### What you are asked to do
In the records below, find the line with "prefix token sequences" and the line with "populations and halls". Print both exactly, along with every line between them, and no other line.
>>>>
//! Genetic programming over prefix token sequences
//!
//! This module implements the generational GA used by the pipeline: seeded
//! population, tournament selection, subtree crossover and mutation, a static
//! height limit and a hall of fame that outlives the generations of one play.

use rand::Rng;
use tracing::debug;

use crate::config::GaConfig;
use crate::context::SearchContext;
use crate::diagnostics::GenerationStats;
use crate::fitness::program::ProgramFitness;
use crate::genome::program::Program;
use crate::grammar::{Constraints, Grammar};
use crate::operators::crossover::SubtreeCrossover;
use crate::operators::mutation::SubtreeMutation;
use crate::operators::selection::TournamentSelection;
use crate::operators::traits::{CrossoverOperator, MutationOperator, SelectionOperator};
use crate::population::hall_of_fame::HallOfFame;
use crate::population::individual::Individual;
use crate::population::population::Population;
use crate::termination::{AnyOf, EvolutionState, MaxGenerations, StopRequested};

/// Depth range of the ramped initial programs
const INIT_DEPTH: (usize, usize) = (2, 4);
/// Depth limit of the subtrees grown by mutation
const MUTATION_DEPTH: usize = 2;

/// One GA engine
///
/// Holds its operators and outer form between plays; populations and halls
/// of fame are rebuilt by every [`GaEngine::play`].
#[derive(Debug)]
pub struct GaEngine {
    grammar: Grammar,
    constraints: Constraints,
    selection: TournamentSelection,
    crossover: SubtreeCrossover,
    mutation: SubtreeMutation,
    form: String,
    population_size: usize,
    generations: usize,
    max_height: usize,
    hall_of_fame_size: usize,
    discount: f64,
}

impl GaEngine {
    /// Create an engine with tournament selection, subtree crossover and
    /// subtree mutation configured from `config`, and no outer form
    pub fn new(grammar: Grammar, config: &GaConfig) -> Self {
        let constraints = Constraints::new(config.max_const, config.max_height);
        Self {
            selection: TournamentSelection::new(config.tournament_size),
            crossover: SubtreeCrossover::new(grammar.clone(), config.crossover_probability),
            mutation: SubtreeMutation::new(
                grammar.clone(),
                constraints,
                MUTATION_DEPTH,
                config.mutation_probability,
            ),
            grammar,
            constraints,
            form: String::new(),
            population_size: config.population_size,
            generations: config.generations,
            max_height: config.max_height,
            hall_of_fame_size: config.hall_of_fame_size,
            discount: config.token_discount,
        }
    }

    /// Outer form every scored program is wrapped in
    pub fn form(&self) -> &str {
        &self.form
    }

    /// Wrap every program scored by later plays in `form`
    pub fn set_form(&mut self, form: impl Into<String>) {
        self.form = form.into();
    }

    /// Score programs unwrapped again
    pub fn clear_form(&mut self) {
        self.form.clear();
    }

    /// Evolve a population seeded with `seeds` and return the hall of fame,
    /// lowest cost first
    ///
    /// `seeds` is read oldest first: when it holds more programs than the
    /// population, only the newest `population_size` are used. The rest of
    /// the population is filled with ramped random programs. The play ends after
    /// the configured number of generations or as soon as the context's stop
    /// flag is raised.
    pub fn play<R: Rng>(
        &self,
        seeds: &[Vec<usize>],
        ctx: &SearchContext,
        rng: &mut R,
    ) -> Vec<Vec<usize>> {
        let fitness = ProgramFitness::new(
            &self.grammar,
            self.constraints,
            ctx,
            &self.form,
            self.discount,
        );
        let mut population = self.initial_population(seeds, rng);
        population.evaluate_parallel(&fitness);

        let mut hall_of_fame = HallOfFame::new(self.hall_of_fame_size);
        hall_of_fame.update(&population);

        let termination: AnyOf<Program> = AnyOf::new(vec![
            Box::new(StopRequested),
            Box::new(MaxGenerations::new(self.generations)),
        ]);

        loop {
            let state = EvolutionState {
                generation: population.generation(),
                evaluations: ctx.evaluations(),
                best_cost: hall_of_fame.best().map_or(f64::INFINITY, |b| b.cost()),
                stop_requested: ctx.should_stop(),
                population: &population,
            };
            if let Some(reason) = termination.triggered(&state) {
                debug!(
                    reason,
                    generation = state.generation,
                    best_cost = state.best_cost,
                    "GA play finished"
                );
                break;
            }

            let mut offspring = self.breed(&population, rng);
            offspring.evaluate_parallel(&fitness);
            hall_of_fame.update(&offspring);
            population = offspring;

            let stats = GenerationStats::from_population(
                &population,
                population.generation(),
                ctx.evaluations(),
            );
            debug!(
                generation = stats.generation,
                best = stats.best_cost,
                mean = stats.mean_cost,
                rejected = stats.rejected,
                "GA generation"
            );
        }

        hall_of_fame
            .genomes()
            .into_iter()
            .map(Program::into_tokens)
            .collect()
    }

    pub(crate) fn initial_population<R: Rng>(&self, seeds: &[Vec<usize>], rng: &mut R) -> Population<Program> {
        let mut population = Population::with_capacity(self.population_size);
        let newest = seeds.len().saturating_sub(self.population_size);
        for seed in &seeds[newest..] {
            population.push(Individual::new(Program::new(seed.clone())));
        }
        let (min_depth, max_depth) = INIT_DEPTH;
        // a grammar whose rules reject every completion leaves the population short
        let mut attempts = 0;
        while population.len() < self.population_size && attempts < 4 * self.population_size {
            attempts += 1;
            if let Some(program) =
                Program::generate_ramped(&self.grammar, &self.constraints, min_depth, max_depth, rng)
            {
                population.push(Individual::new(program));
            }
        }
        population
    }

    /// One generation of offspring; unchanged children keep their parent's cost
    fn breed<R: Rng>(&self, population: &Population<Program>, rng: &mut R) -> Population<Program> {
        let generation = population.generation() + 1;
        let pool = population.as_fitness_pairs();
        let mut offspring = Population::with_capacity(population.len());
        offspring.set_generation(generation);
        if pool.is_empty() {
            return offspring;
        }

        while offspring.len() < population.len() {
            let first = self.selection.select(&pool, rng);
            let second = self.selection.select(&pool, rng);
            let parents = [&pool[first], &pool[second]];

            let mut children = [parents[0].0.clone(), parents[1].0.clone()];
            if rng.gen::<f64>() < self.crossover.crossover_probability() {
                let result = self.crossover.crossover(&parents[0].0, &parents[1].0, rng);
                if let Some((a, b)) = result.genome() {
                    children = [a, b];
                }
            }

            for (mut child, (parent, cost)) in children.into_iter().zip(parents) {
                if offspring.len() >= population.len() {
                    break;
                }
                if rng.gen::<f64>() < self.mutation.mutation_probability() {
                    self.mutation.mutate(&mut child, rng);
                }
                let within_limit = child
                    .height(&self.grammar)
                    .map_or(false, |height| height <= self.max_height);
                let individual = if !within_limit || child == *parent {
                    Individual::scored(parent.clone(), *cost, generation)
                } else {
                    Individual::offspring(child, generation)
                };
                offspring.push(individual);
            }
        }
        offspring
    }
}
<<<<
>>>>
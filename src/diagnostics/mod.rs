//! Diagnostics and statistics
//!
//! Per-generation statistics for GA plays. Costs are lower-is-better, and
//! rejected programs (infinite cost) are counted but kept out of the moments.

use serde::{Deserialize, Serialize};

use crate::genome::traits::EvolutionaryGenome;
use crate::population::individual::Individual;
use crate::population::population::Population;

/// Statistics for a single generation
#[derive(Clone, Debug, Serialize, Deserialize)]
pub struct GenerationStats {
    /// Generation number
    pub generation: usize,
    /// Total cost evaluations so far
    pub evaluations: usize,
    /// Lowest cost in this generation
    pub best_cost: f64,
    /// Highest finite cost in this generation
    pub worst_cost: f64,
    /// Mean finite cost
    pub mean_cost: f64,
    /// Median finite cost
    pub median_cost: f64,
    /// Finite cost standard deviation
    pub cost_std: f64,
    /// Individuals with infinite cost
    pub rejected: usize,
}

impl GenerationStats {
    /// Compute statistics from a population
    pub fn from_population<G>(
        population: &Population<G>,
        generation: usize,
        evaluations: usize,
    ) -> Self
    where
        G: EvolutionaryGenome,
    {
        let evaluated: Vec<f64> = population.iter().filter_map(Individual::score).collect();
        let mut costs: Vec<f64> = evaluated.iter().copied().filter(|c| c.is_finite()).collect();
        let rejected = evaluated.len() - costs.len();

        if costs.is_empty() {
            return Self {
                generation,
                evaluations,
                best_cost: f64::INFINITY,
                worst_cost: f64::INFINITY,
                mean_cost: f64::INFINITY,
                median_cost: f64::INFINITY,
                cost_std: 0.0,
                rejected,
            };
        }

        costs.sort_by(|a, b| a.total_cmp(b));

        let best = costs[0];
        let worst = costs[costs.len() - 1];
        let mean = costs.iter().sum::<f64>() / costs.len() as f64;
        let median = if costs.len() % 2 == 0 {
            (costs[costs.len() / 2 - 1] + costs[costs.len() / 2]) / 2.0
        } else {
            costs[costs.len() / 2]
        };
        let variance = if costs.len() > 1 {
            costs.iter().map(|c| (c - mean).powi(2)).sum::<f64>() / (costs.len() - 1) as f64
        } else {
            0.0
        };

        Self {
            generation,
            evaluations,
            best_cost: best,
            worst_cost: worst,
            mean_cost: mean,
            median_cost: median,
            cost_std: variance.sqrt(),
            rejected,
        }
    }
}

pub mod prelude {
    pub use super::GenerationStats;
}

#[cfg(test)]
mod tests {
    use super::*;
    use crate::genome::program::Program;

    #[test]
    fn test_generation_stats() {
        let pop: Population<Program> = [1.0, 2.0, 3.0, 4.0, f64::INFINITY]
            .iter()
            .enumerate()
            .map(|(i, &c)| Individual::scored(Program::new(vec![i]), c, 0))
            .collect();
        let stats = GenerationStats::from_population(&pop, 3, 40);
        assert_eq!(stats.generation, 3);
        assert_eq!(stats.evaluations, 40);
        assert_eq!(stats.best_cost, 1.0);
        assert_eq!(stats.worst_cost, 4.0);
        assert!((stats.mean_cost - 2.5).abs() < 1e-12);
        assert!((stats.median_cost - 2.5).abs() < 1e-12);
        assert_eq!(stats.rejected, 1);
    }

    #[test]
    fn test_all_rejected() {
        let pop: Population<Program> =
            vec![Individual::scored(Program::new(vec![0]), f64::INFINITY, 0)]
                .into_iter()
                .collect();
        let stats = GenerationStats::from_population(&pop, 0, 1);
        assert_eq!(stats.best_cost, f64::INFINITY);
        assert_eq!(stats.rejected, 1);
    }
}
<<<<
>>>>
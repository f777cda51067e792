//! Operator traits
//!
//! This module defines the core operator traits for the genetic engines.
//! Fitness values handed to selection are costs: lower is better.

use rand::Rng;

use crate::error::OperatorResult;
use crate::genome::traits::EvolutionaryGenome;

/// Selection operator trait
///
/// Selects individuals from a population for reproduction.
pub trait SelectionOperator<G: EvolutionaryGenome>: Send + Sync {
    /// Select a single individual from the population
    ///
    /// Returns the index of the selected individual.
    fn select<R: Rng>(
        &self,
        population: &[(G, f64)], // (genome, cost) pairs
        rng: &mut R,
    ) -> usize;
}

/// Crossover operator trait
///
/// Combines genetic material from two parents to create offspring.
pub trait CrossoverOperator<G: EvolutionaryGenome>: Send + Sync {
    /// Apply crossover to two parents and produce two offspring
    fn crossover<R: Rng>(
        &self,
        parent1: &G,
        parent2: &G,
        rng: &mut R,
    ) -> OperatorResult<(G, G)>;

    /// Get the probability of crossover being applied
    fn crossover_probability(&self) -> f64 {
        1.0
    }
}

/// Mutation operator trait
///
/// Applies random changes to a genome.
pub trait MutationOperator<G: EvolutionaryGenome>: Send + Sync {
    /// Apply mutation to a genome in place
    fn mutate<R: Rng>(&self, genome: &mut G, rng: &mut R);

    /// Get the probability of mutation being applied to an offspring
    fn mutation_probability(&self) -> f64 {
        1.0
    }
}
<<<<
### Output of the task
//! Genetic programming over prefix token sequences
//!
//! This module implements the generational GA used by the pipeline: seeded
//! population, tournament selection, subtree crossover and mutation, a static
//! height limit and a hall of fame that outlives the generations of one play.

use rand::Rng;
use tracing::debug;

use crate::config::GaConfig;
use crate::context::SearchContext;
use crate::diagnostics::GenerationStats;
use crate::fitness::program::ProgramFitness;
use crate::genome::program::Program;
use crate::grammar::{Constraints, Grammar};
use crate::operators::crossover::SubtreeCrossover;
use crate::operators::mutation::SubtreeMutation;
use crate::operators::selection::TournamentSelection;
use crate::operators::traits::{CrossoverOperator, MutationOperator, SelectionOperator};
use crate::population::hall_of_fame::HallOfFame;
use crate::population::individual::Individual;
use crate::population::population::Population;
use crate::termination::{AnyOf, EvolutionState, MaxGenerations, StopRequested};

/// Depth range of the ramped initial programs
const INIT_DEPTH: (usize, usize) = (2, 4);
/// Depth limit of the subtrees grown by mutation
const MUTATION_DEPTH: usize = 2;

/// One GA engine
///
/// Holds its operators and outer form between plays; populations and halls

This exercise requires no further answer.